Communiqué de presse
  • Le CNRS crée avec l’Université de Tokyo un laboratoire pour étudier l’infiniment petit et l’infiniment grand.
  • ILANCE est le 7e International Research Laboratory du CNRS au Japon.

Des neutrinos à la matière noire, des accélérateurs de particules aux détecteurs d’ondes gravitationnelles en passant par la première lumière de l’Univers1 : le laboratoire ILANCE (International Laboratory for Astrophysics, Neutrino and Cosmology Experiments), associant le CNRS et l’Université de Tokyo, aura pour objets d’étude aussi bien l’infiniment petit que l’infiniment grand.

Créé au 1er avril 2021, ce septième International Research Laboratory du CNRS au pays du soleil levant est le troisième avec l’Université de Tokyo (consulter la brochure "CNRS in Japan" - en anglais).
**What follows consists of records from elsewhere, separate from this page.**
use std::time::Duration;

use hive_core::Address;
use thiserror::Error;

/// Errors that can occur in the messaging layer.
#[derive(Debug, Error)]
pub enum CommError {
    #[error("serialization error: {0}")]
    Serialization(#[from] rmp_serde::encode::Error),

    #[error("deserialization error: {0}")]
    Deserialization(#[from] rmp_serde::decode::Error),

    #[error("no endpoint listening at {0}")]
    UnknownAddress(Address),

    #[error("connection to {0} closed")]
    ConnectionClosed(Address),

    #[error("address {0} already in use")]
    AddressInUse(Address),

    #[error("request timed out after {0:?}")]
    Timeout(Duration),

    #[error("offloaded encoding failed: {0}")]
    Offload(String),
}

impl CommError {
    /// Failures a caller may retry: the peer might still answer next time.
    pub fn is_transient(&self) -> bool {
        matches!(self, CommError::Timeout(_))
    }
}
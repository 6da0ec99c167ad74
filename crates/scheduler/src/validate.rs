//! Consistency checks over the whole scheduler state, run after every event
//! when `validate` is enabled and directly by tests.

use hive_core::TaskStatus;

use crate::error::SchedulerError;
use crate::state::SchedulerState;

macro_rules! ensure {
    ($cond:expr, $($fmt:tt)+) => {
        if !$cond {
            return Err(SchedulerError::Validation(format!($($fmt)+)));
        }
    };
}

impl SchedulerState {
    pub fn validate(&self) -> Result<(), SchedulerError> {
        for ts in self.tasks.values() {
            let key = &ts.key;

            // A task that erred on a missing dependency never got linked to it.
            for dep in &ts.dependencies {
                if ts.state == TaskStatus::Erred {
                    break;
                }
                if let Some(dts) = self.tasks.get(dep) {
                    ensure!(
                        dts.dependents.contains(key),
                        "{dep} does not list dependent {key}"
                    );
                }
            }
            for dependent in &ts.dependents {
                let linked = self
                    .tasks
                    .get(dependent)
                    .is_some_and(|dts| dts.dependencies.contains(key));
                ensure!(linked, "dependent {dependent} of {key} is missing or unlinked");
            }
            for waiter in &ts.waiters {
                ensure!(
                    ts.dependents.contains(waiter),
                    "waiter {waiter} of {key} is not a dependent"
                );
            }

            let processing = ts.state == TaskStatus::Processing;
            ensure!(
                processing == ts.processing_on.is_some(),
                "{key} is {} with processing_on={:?}",
                ts.state,
                ts.processing_on
            );
            if let Some(worker) = &ts.processing_on {
                let assigned = self
                    .workers
                    .get(worker)
                    .is_some_and(|ws| ws.processing.contains_key(key));
                ensure!(assigned, "{key} not in processing set of {worker}");
            }

            ensure!(
                (ts.state == TaskStatus::Erred) == ts.exception.is_some(),
                "{key} is {} but exception presence is {}",
                ts.state,
                ts.exception.is_some()
            );
            ensure!(
                (ts.state == TaskStatus::Memory) == !ts.who_has.is_empty(),
                "{key} is {} with {} holders",
                ts.state,
                ts.who_has.len()
            );
            for worker in &ts.who_has {
                let holds = self
                    .workers
                    .get(worker)
                    .is_some_and(|ws| ws.has_what.contains(key));
                ensure!(holds, "{worker} holds {key} but does not list it");
            }

            ensure!(
                (ts.state == TaskStatus::NoWorker) == self.unrunnable.contains(key),
                "{key} is {} but unrunnable membership is {}",
                ts.state,
                self.unrunnable.contains(key)
            );
            if ts.state == TaskStatus::Waiting {
                for dep in &ts.waiting_on {
                    let pending = self
                        .tasks
                        .get(dep)
                        .is_some_and(|dts| dts.state != TaskStatus::Memory);
                    ensure!(pending, "{key} waits on {dep} which is not pending");
                }
            }

            for client in &ts.who_wants {
                let wants = self
                    .clients
                    .get(client)
                    .is_some_and(|cs| cs.wants_what.contains(key));
                ensure!(wants, "{client} wants {key} but does not list it");
            }
        }

        for ws in self.workers.values() {
            for key in ws.processing.keys() {
                let on_here = self
                    .tasks
                    .get(key)
                    .is_some_and(|ts| ts.processing_on.as_ref() == Some(&ws.address));
                ensure!(on_here, "{} processes {key} which is not assigned to it", ws.address);
            }
            for key in &ws.has_what {
                let listed = self
                    .tasks
                    .get(key)
                    .is_some_and(|ts| ts.who_has.contains(&ws.address));
                ensure!(listed, "{} lists {key} which does not name it", ws.address);
            }
        }

        for cs in self.clients.values() {
            for key in &cs.wants_what {
                let listed = self
                    .tasks
                    .get(key)
                    .is_some_and(|ts| ts.who_wants.contains(&cs.id));
                ensure!(listed, "{} wants unknown or unlinked {key}", cs.id);
            }
        }
        Ok(())
    }
}
use hive_comm::CommError;
use thiserror::Error;

#[derive(Debug, Error)]
pub enum WorkerError {
    #[error("comm error: {0}")]
    Comm(#[from] CommError),

    #[error("execution pool error: {0}")]
    Pool(String),

    #[error("inconsistent worker state: {0}")]
    Validation(String),
}
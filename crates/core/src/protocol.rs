//! Wire protocol between clients, the scheduler and workers.
//!
//! Each direction has its own enum so a receiver decodes exactly the set of
//! operations it understands. Requests that expect an answer are sent with a
//! correlation id; the answer travels back as a reply envelope carrying a
//! [`SchedulerReply`] or a [`DataResponse`].

use std::collections::BTreeMap;

use chrono::{DateTime, Utc};
use serde::{Deserialize, Serialize};
use serde_json::Value;

use crate::address::Address;
use crate::error::TaskError;
use crate::key::TaskKey;
use crate::spec::{RunSpec, TaskSpec};
use crate::status::TaskStatus;

/// Replica locations: key → workers holding it.
pub type WhoHas = BTreeMap<TaskKey, Vec<Address>>;

/// Clients are identified by their endpoint address.
pub type ClientId = Address;

/// Execution order of a task. Lower sorts first; ties are broken by
/// submission order.
#[derive(Debug, Clone, Copy, Default, PartialEq, Eq, PartialOrd, Ord, Hash, Serialize, Deserialize)]
pub struct TaskPriority {
    pub user: i64,
    pub generation: u64,
}

impl TaskPriority {
    pub fn new(user: i64, generation: u64) -> Self {
        Self { user, generation }
    }
}

// ─── Client / Worker → Scheduler ───────────────────────────────────────────

/// Operations the scheduler accepts. The sender is taken from the envelope.
#[derive(Debug, Clone, PartialEq, Serialize, Deserialize)]
#[serde(rename_all = "kebab-case")]
pub enum ToScheduler {
    /// Request; answered with [`SchedulerReply::Ack`].
    RegisterClient,
    CloseClient,
    SubmitGraph {
        tasks: Vec<TaskSpec>,
        /// Keys the submitting client holds futures for.
        wanted: Vec<TaskKey>,
        stimulus_id: String,
    },
    ClientReleasesKeys {
        keys: Vec<TaskKey>,
        stimulus_id: String,
    },
    /// Request; the scheduler sends `cancelled-keys` first, then acks.
    CancelKeys {
        keys: Vec<TaskKey>,
        /// Cancel for every client, not only the sender.
        force: bool,
        stimulus_id: String,
    },
    /// Request; answered with [`SchedulerReply::Restarted`].
    Restart { timeout_ms: u64 },
    /// Request; answered with the matching [`SchedulerReply`] variant.
    Query(SchedulerQuery),

    /// Request; answered with [`SchedulerReply::Registered`].
    RegisterWorker {
        nthreads: usize,
        resources: BTreeMap<String, f64>,
    },
    UnregisterWorker { stimulus_id: String },
    Heartbeat { metrics: WorkerMetrics },
    TaskFinished {
        key: TaskKey,
        nbytes: u64,
        duration_ms: u64,
        stimulus_id: String,
    },
    TaskErred {
        key: TaskKey,
        error: TaskError,
        stimulus_id: String,
    },
    /// A peer did not deliver `key`; `errant_worker` should no longer be
    /// considered a holder.
    MissingData {
        key: TaskKey,
        errant_worker: Address,
        stimulus_id: String,
    },
    /// The sender now holds replicas of these keys.
    AddKeys {
        keys: Vec<TaskKey>,
        stimulus_id: String,
    },
    /// Answered asynchronously with [`ToWorker::RefreshWhoHas`].
    RequestWhoHas { keys: Vec<TaskKey> },
    /// The task seceded from its execution slot.
    LongRunning { key: TaskKey, stimulus_id: String },
}

impl ToScheduler {
    pub fn op(&self) -> &'static str {
        match self {
            ToScheduler::RegisterClient => "register-client",
            ToScheduler::CloseClient => "close-client",
            ToScheduler::SubmitGraph { .. } => "submit-graph",
            ToScheduler::ClientReleasesKeys { .. } => "client-releases-keys",
            ToScheduler::CancelKeys { .. } => "cancel-keys",
            ToScheduler::Restart { .. } => "restart",
            ToScheduler::Query(_) => "query",
            ToScheduler::RegisterWorker { .. } => "register-worker",
            ToScheduler::UnregisterWorker { .. } => "unregister-worker",
            ToScheduler::Heartbeat { .. } => "heartbeat",
            ToScheduler::TaskFinished { .. } => "task-finished",
            ToScheduler::TaskErred { .. } => "task-erred",
            ToScheduler::MissingData { .. } => "missing-data",
            ToScheduler::AddKeys { .. } => "add-keys",
            ToScheduler::RequestWhoHas { .. } => "request-who-has",
            ToScheduler::LongRunning { .. } => "long-running",
        }
    }
}

/// Read-only inspection of scheduler state.
#[derive(Debug, Clone, PartialEq, Serialize, Deserialize)]
#[serde(rename_all = "kebab-case")]
pub enum SchedulerQuery {
    /// All keys when `None`.
    WhoHas { keys: Option<Vec<TaskKey>> },
    HasWhat,
    Processing,
    TaskStates,
    Workers,
}

/// Per-worker health sample sent with every heartbeat.
#[derive(Debug, Clone, Default, PartialEq, Serialize, Deserialize)]
pub struct WorkerMetrics {
    pub executing: usize,
    pub long_running: usize,
    pub ready: usize,
    pub in_memory: usize,
    pub in_flight: usize,
    pub missing: usize,
}

// ─── Scheduler → Worker ────────────────────────────────────────────────────

/// Operations a worker accepts from the scheduler, and `get-data` from peers
/// and clients.
#[derive(Debug, Clone, PartialEq, Serialize, Deserialize)]
#[serde(rename_all = "kebab-case")]
pub enum ToWorker {
    ComputeTask {
        key: TaskKey,
        run_spec: RunSpec,
        /// Holders of every dependency.
        who_has: WhoHas,
        nbytes: BTreeMap<TaskKey, u64>,
        priority: TaskPriority,
        resources: BTreeMap<String, f64>,
        stimulus_id: String,
    },
    FreeKeys {
        keys: Vec<TaskKey>,
        stimulus_id: String,
    },
    RefreshWhoHas {
        who_has: WhoHas,
        stimulus_id: String,
    },
    /// `address` left the cluster; never fetch from it again.
    WorkerRemoved {
        address: Address,
        stimulus_id: String,
    },
    Terminate { reason: String },
    /// Request; answered with a [`DataResponse`].
    GetData { keys: Vec<TaskKey> },
}

impl ToWorker {
    pub fn op(&self) -> &'static str {
        match self {
            ToWorker::ComputeTask { .. } => "compute-task",
            ToWorker::FreeKeys { .. } => "free-keys",
            ToWorker::RefreshWhoHas { .. } => "refresh-who-has",
            ToWorker::WorkerRemoved { .. } => "worker-removed",
            ToWorker::Terminate { .. } => "terminate",
            ToWorker::GetData { .. } => "get-data",
        }
    }
}

/// Answer to [`ToWorker::GetData`]. Keys the worker does not hold are listed
/// in `missing` instead of failing the whole request.
#[derive(Debug, Clone, Default, PartialEq, Serialize, Deserialize)]
pub struct DataResponse {
    pub data: BTreeMap<TaskKey, Value>,
    pub missing: Vec<TaskKey>,
}

// ─── Scheduler → Client ────────────────────────────────────────────────────

#[derive(Debug, Clone, PartialEq, Serialize, Deserialize)]
#[serde(rename_all = "kebab-case")]
pub enum ToClient {
    KeyInMemory { key: TaskKey },
    /// `blame` names the task whose user code raised `error`.
    TaskErred {
        key: TaskKey,
        error: TaskError,
        blame: TaskKey,
    },
    CancelledKeys { keys: Vec<TaskKey> },
    /// Every replica of `key` is gone; it is being recomputed.
    LostData { key: TaskKey },
}

impl ToClient {
    pub fn op(&self) -> &'static str {
        match self {
            ToClient::KeyInMemory { .. } => "key-in-memory",
            ToClient::TaskErred { .. } => "task-erred",
            ToClient::CancelledKeys { .. } => "cancelled-keys",
            ToClient::LostData { .. } => "lost-data",
        }
    }
}

// ─── Replies ───────────────────────────────────────────────────────────────

/// Scheduler's view of one worker, as returned by [`SchedulerQuery::Workers`].
#[derive(Debug, Clone, PartialEq, Serialize, Deserialize)]
pub struct WorkerInfo {
    pub address: Address,
    pub nthreads: usize,
    pub resources: BTreeMap<String, f64>,
    pub processing: usize,
    pub occupancy_ms: f64,
    pub memory_keys: usize,
    pub last_seen: DateTime<Utc>,
}

#[derive(Debug, Clone, PartialEq, Serialize, Deserialize)]
#[serde(rename_all = "kebab-case")]
pub enum SchedulerReply {
    Ack,
    Registered {
        heartbeat_interval_ms: u64,
    },
    Restarted {
        workers: usize,
        expected: usize,
        complete: bool,
    },
    WhoHas(WhoHas),
    HasWhat(BTreeMap<Address, Vec<TaskKey>>),
    Processing(BTreeMap<Address, Vec<TaskKey>>),
    TaskStates(BTreeMap<TaskKey, TaskStatus>),
    Workers(Vec<WorkerInfo>),
    Error(String),
}

#[cfg(test)]
mod tests {
    use super::*;

    #[test]
    fn op_names_are_kebab_case() {
        let msg = ToScheduler::MissingData {
            key: TaskKey::new("x"),
            errant_worker: Address::inproc("w"),
            stimulus_id: "s".into(),
        };
        assert_eq!(msg.op(), "missing-data");
        let json = serde_json::to_value(&msg).unwrap();
        assert!(json.get("missing-data").is_some());
    }

    #[test]
    fn priorities_order_by_user_then_generation() {
        let urgent = TaskPriority::new(-1, 9);
        let early = TaskPriority::new(0, 1);
        let late = TaskPriority::new(0, 2);
        assert!(urgent < early);
        assert!(early < late);
    }
}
Il aura pour directeur Michel Gonin, directeur de recherche au CNRS, qui participe de longue date aux expériences sur les neutrinos au Japon, et pour co-directeur Takaaki Kajita, professeur à l’Université de Tokyo et lauréat du prix Nobel de physique en 2015.
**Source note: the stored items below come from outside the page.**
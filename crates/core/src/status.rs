//! Task lifecycle states on the scheduler and on workers.

use std::fmt;

use serde::{Deserialize, Serialize};

/// Scheduler-side state of a task.
#[derive(Debug, Clone, Copy, PartialEq, Eq, Hash, Serialize, Deserialize)]
#[serde(rename_all = "kebab-case")]
pub enum TaskStatus {
    Released,
    Waiting,
    NoWorker,
    Processing,
    Memory,
    Erred,
    Forgotten,
}

impl TaskStatus {
    pub fn as_str(self) -> &'static str {
        match self {
            TaskStatus::Released => "released",
            TaskStatus::Waiting => "waiting",
            TaskStatus::NoWorker => "no-worker",
            TaskStatus::Processing => "processing",
            TaskStatus::Memory => "memory",
            TaskStatus::Erred => "erred",
            TaskStatus::Forgotten => "forgotten",
        }
    }
}

impl fmt::Display for TaskStatus {
    fn fmt(&self, f: &mut fmt::Formatter<'_>) -> fmt::Result {
        f.write_str(self.as_str())
    }
}

/// Worker-side state of a task.
#[derive(Debug, Clone, Copy, PartialEq, Eq, Hash, Serialize, Deserialize)]
#[serde(rename_all = "kebab-case")]
pub enum WorkerTaskStatus {
    Released,
    Waiting,
    Ready,
    Constrained,
    Executing,
    LongRunning,
    Memory,
    Fetch,
    Flight,
    Missing,
    Error,
    Cancelled,
    Resumed,
}

impl WorkerTaskStatus {
    pub fn as_str(self) -> &'static str {
        match self {
            WorkerTaskStatus::Released => "released",
            WorkerTaskStatus::Waiting => "waiting",
            WorkerTaskStatus::Ready => "ready",
            WorkerTaskStatus::Constrained => "constrained",
            WorkerTaskStatus::Executing => "executing",
            WorkerTaskStatus::LongRunning => "long-running",
            WorkerTaskStatus::Memory => "memory",
            WorkerTaskStatus::Fetch => "fetch",
            WorkerTaskStatus::Flight => "flight",
            WorkerTaskStatus::Missing => "missing",
            WorkerTaskStatus::Error => "error",
            WorkerTaskStatus::Cancelled => "cancelled",
            WorkerTaskStatus::Resumed => "resumed",
        }
    }

    /// States in which the worker is running user code for the task.
    pub fn is_running(self) -> bool {
        matches!(self, WorkerTaskStatus::Executing | WorkerTaskStatus::LongRunning)
    }
}

impl fmt::Display for WorkerTaskStatus {
    fn fmt(&self, f: &mut fmt::Formatter<'_>) -> fmt::Result {
        f.write_str(self.as_str())
    }
}

#[cfg(test)]
mod tests {
    use super::*;

    #[test]
    fn serde_names_match_display() {
        let json = serde_json::to_string(&TaskStatus::NoWorker).unwrap();
        assert_eq!(json, "\"no-worker\"");
        assert_eq!(TaskStatus::NoWorker.to_string(), "no-worker");

        let json = serde_json::to_string(&WorkerTaskStatus::LongRunning).unwrap();
        assert_eq!(json, "\"long-running\"");
        assert!(WorkerTaskStatus::LongRunning.is_running());
        assert!(!WorkerTaskStatus::Flight.is_running());
    }
}
use chrono::{DateTime, Utc};
use hive_core::Address;
use serde::{Deserialize, Serialize};
use uuid::Uuid;

use crate::error::CommError;

/// Whether a message expects, or is, an answer.
#[derive(Debug, Clone, Copy, PartialEq, Eq, Serialize, Deserialize)]
#[serde(rename_all = "kebab-case")]
pub enum MessageKind {
    /// Fire-and-forget.
    Event,
    /// The receiver answers with a [`MessageKind::Reply`] carrying the same
    /// correlation id.
    Request,
    Reply,
}

/// Wire-format message envelope for inter-component communication.
///
/// Payloads are serialized with MessagePack. The `correlation_id` pairs a
/// reply with its request and doubles as a trace id in logs.
#[derive(Debug, Clone, Serialize, Deserialize)]
pub struct Message {
    /// Operation name, e.g. `task-finished`; used for logging only.
    pub op: String,

    pub kind: MessageKind,

    /// Endpoint that produced the message.
    pub sender: Address,

    /// MessagePack-encoded payload bytes.
    #[serde(with = "serde_bytes")]
    pub payload: Vec<u8>,

    /// When this message was created.
    pub timestamp: DateTime<Utc>,

    pub correlation_id: Uuid,

    /// Schema version for forward-compatible evolution.
    #[serde(default = "default_version")]
    pub version: u16,
}

fn default_version() -> u16 {
    1
}

impl Message {
    /// Create an event message, serializing the payload with MessagePack.
    pub fn new<T: Serialize + ?Sized>(
        op: impl Into<String>,
        sender: &Address,
        payload: &T,
    ) -> Result<Self, CommError> {
        Self::build(op, MessageKind::Event, sender, payload, Uuid::new_v4())
    }

    /// Create a request with a fresh correlation id.
    pub fn request<T: Serialize + ?Sized>(
        op: impl Into<String>,
        sender: &Address,
        payload: &T,
    ) -> Result<Self, CommError> {
        Self::build(op, MessageKind::Request, sender, payload, Uuid::new_v4())
    }

    /// Create the reply to a request, reusing its correlation id.
    pub fn reply<T: Serialize + ?Sized>(
        correlation_id: Uuid,
        sender: &Address,
        payload: &T,
    ) -> Result<Self, CommError> {
        Self::build("reply", MessageKind::Reply, sender, payload, correlation_id)
    }

    fn build<T: Serialize + ?Sized>(
        op: impl Into<String>,
        kind: MessageKind,
        sender: &Address,
        payload: &T,
        correlation_id: Uuid,
    ) -> Result<Self, CommError> {
        Ok(Self {
            op: op.into(),
            kind,
            sender: sender.clone(),
            payload: rmp_serde::to_vec_named(payload)?,
            timestamp: Utc::now(),
            correlation_id,
            version: 1,
        })
    }

    /// Build a reply on the blocking pool when the payload is large.
    ///
    /// Encoding a multi-megabyte value would otherwise stall the calling
    /// control loop.
    pub async fn reply_offloaded<T>(
        correlation_id: Uuid,
        sender: &Address,
        payload: T,
        size_hint: usize,
        threshold: usize,
    ) -> Result<Self, CommError>
    where
        T: Serialize + Send + 'static,
    {
        if size_hint <= threshold {
            return Self::reply(correlation_id, sender, &payload);
        }
        let sender = sender.clone();
        tokio::task::spawn_blocking(move || Self::reply(correlation_id, &sender, &payload))
            .await
            .map_err(|e| CommError::Offload(e.to_string()))?
    }

    /// Deserialize the payload into the expected type.
    pub fn decode<T: for<'de> Deserialize<'de>>(&self) -> Result<T, CommError> {
        Ok(rmp_serde::from_slice(&self.payload)?)
    }

    pub fn is_reply(&self) -> bool {
        self.kind == MessageKind::Reply
    }

    pub fn is_request(&self) -> bool {
        self.kind == MessageKind::Request
    }
}

/// Helper module for serde to handle `Vec<u8>` as raw bytes in MessagePack.
mod serde_bytes {
    use serde::{Deserialize, Deserializer, Serializer};

    pub fn serialize<S: Serializer>(bytes: &[u8], s: S) -> Result<S::Ok, S::Error> {
        s.serialize_bytes(bytes)
    }

    pub fn deserialize<'de, D: Deserializer<'de>>(d: D) -> Result<Vec<u8>, D::Error> {
        let bytes: &[u8] = Deserialize::deserialize(d)?;
        Ok(bytes.to_vec())
    }
}

#[cfg(test)]
mod tests {
    use std::collections::BTreeMap;

    use hive_core::protocol::{DataResponse, ToScheduler};
    use hive_core::{TaskError, TaskKey};

    use super::*;

    fn me() -> Address {
        Address::inproc("test")
    }

    #[test]
    fn protocol_enum_survives_messagepack() {
        let payload = ToScheduler::TaskErred {
            key: TaskKey::new("div-1"),
            error: TaskError::new("ZeroDivisionError", "one").with_traceback("line 3"),
            stimulus_id: "s-1".into(),
        };
        let msg = Message::new(payload.op(), &me(), &payload).unwrap();
        assert_eq!(msg.op, "task-erred");
        assert_eq!(msg.decode::<ToScheduler>().unwrap(), payload);
    }

    #[test]
    fn json_values_survive_messagepack() {
        let mut data = BTreeMap::new();
        data.insert(TaskKey::new("a"), serde_json::json!({"x": [1, -2, 3.5], "y": null}));
        data.insert(TaskKey::new("b"), serde_json::json!("text"));
        let resp = DataResponse {
            data,
            missing: vec![TaskKey::new("c")],
        };
        let msg = Message::reply(Uuid::new_v4(), &me(), &resp).unwrap();
        assert!(msg.is_reply());
        assert_eq!(msg.decode::<DataResponse>().unwrap(), resp);
    }

    #[tokio::test(flavor = "multi_thread", worker_threads = 2)]
    async fn offloaded_reply_matches_inline() {
        let id = Uuid::new_v4();
        let payload = vec![7u32; 1024];
        let inline = Message::reply(id, &me(), &payload).unwrap();
        let offloaded = Message::reply_offloaded(id, &me(), payload.clone(), 4096, 1)
            .await
            .unwrap();
        assert_eq!(inline.payload, offloaded.payload);
        assert_eq!(offloaded.correlation_id, id);
    }
}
  • 1. Le fond diffus cosmologique

Michel Gonin, directeur de l'International Research Laboratory ILANCE

Michel Gonin, directeur de recherche CNRS, participe de longue date aux expériences sur les neutrinos au Japon : Expériences Super-Kamiokande et T2K. Voir par exemple ce communiqué du CNRS .

Michel Gonin mène ses recherches au Laboratoire Leprince Ringuet - LLR (CNRS/École polytechnique) et est par ailleurs professeur à l’École polytechnique.

Basé sur le campus de Kashiwa, dans le nord-est de la mégapole de Tokyo, ce laboratoire accueillera de manière pérenne des scientifiques de l’Université de Tokyo et du CNRS autour de cinq thèmes de recherche dans lesquels les deux établissements sont à la pointe :

  • les neutrinos (en lien avec les projets Super-Kamiokande et Hyper-Kamiokande),
  • l’Univers primordial (en lien avec le satellite japonais LiteBIRD qui succédera à l’européen Planck),
  • les ondes gravitationnelles (en lien avec le détecteur d’ondes gravitationnelles Kagra4),
  • le côté obscur de l’Univers (matière et énergie noires)
  • la physique des particules (en lien avec l’expérience Atlas installée au CERN et le projet d’accélérateur de particules au Japon International linear collider).